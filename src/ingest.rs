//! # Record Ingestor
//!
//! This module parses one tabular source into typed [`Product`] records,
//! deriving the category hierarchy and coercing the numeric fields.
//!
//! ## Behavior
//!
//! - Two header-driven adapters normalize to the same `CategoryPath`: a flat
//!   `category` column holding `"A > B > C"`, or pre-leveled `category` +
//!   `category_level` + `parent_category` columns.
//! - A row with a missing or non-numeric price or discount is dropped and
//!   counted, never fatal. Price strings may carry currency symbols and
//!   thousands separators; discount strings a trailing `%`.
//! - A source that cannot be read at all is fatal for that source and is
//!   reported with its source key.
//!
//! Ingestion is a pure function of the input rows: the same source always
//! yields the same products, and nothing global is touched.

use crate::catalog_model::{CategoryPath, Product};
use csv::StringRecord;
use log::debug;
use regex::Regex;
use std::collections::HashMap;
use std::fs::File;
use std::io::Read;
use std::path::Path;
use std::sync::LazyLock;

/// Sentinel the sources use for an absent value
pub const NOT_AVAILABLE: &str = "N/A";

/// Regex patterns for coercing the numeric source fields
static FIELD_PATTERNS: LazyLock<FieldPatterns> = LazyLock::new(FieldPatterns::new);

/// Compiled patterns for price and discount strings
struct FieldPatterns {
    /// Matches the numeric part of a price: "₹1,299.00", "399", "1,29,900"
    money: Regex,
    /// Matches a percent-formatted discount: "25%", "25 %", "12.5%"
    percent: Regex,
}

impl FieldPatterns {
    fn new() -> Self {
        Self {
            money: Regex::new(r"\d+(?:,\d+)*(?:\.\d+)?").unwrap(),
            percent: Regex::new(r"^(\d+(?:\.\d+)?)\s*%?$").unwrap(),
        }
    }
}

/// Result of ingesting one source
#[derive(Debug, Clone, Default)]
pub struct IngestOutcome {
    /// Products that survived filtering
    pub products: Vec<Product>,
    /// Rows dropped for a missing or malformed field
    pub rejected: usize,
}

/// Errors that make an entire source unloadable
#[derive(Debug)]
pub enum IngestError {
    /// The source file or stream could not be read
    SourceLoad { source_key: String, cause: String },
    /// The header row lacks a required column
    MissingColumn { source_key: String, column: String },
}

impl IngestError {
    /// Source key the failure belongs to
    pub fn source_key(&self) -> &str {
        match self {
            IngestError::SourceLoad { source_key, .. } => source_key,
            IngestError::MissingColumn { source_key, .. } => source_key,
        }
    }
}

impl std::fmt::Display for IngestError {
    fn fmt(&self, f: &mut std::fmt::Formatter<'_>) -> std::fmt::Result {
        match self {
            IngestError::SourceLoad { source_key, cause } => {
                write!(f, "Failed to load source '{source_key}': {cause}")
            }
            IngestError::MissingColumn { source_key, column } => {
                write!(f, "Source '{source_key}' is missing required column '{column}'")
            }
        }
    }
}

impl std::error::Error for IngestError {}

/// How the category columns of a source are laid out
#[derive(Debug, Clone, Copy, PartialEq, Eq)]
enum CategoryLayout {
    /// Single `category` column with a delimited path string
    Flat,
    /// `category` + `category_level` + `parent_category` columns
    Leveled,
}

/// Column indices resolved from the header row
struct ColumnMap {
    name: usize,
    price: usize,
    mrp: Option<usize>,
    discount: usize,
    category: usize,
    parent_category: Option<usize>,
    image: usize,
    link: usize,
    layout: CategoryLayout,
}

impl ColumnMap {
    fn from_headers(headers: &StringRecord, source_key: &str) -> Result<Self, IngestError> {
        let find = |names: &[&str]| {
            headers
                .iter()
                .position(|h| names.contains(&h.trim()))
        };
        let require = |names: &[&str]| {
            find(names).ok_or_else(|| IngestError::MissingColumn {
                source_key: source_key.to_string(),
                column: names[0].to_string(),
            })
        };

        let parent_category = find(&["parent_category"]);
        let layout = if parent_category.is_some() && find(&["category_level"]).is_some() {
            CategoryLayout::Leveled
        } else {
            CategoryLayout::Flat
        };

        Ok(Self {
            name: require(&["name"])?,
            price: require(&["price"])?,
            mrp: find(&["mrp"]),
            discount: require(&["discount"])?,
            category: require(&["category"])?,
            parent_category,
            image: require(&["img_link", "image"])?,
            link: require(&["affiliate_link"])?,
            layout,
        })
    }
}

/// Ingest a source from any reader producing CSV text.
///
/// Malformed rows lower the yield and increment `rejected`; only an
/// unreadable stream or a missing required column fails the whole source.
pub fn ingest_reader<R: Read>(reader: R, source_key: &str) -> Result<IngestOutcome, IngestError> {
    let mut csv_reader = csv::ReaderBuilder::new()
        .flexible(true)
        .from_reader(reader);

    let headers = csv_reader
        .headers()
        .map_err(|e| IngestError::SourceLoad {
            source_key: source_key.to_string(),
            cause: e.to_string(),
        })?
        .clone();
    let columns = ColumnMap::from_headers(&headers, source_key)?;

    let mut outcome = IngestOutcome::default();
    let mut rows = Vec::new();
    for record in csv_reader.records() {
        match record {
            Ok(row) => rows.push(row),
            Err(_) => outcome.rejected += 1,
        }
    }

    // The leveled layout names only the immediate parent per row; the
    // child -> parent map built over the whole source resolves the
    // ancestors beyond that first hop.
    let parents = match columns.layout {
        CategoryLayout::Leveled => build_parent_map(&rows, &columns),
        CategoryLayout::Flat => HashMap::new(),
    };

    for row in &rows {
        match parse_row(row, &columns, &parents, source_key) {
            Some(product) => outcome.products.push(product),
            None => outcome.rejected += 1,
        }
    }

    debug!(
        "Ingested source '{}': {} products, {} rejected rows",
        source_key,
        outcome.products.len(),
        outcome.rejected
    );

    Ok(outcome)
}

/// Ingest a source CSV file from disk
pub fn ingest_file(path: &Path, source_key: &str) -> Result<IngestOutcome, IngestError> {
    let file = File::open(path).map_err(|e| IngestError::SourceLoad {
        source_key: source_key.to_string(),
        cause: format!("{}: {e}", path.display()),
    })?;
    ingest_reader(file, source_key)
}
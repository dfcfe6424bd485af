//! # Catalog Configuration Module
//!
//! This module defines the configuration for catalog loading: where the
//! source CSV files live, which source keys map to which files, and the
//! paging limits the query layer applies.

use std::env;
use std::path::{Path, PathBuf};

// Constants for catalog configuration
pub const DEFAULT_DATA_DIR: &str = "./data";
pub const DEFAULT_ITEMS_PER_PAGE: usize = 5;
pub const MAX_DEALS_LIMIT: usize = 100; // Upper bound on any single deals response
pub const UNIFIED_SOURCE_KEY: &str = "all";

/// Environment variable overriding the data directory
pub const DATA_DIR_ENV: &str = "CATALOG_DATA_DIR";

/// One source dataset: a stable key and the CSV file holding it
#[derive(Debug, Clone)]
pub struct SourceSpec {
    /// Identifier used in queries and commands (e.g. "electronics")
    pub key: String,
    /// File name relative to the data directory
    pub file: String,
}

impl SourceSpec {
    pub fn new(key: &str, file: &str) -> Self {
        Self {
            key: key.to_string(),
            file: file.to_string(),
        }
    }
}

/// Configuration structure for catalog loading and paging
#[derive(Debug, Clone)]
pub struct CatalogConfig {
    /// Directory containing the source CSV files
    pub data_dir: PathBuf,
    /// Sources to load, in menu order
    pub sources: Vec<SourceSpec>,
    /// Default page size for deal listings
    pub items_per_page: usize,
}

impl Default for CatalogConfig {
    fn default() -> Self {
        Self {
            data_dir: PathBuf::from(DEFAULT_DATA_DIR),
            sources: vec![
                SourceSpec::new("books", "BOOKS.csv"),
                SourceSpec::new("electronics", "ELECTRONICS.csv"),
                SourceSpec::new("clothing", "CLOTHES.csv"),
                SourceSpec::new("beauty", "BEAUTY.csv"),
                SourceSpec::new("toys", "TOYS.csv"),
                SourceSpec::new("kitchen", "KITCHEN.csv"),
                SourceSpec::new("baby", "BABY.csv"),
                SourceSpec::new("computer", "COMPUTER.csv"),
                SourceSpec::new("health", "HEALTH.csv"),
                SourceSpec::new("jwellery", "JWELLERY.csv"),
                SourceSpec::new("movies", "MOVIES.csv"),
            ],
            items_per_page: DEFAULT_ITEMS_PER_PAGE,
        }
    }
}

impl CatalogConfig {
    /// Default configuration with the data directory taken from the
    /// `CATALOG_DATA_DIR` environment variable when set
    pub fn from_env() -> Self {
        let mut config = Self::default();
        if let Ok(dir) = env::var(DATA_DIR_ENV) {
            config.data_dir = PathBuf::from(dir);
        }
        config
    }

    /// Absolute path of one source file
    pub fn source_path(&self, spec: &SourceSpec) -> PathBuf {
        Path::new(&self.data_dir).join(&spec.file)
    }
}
------------------------------------------------
_ACTIVITY_
For the string "paging", go through the entries above and copy each line where it occurs.

_EXERCISE RESULT_
//! paging limits the query layer applies.
/// Configuration structure for catalog loading and paging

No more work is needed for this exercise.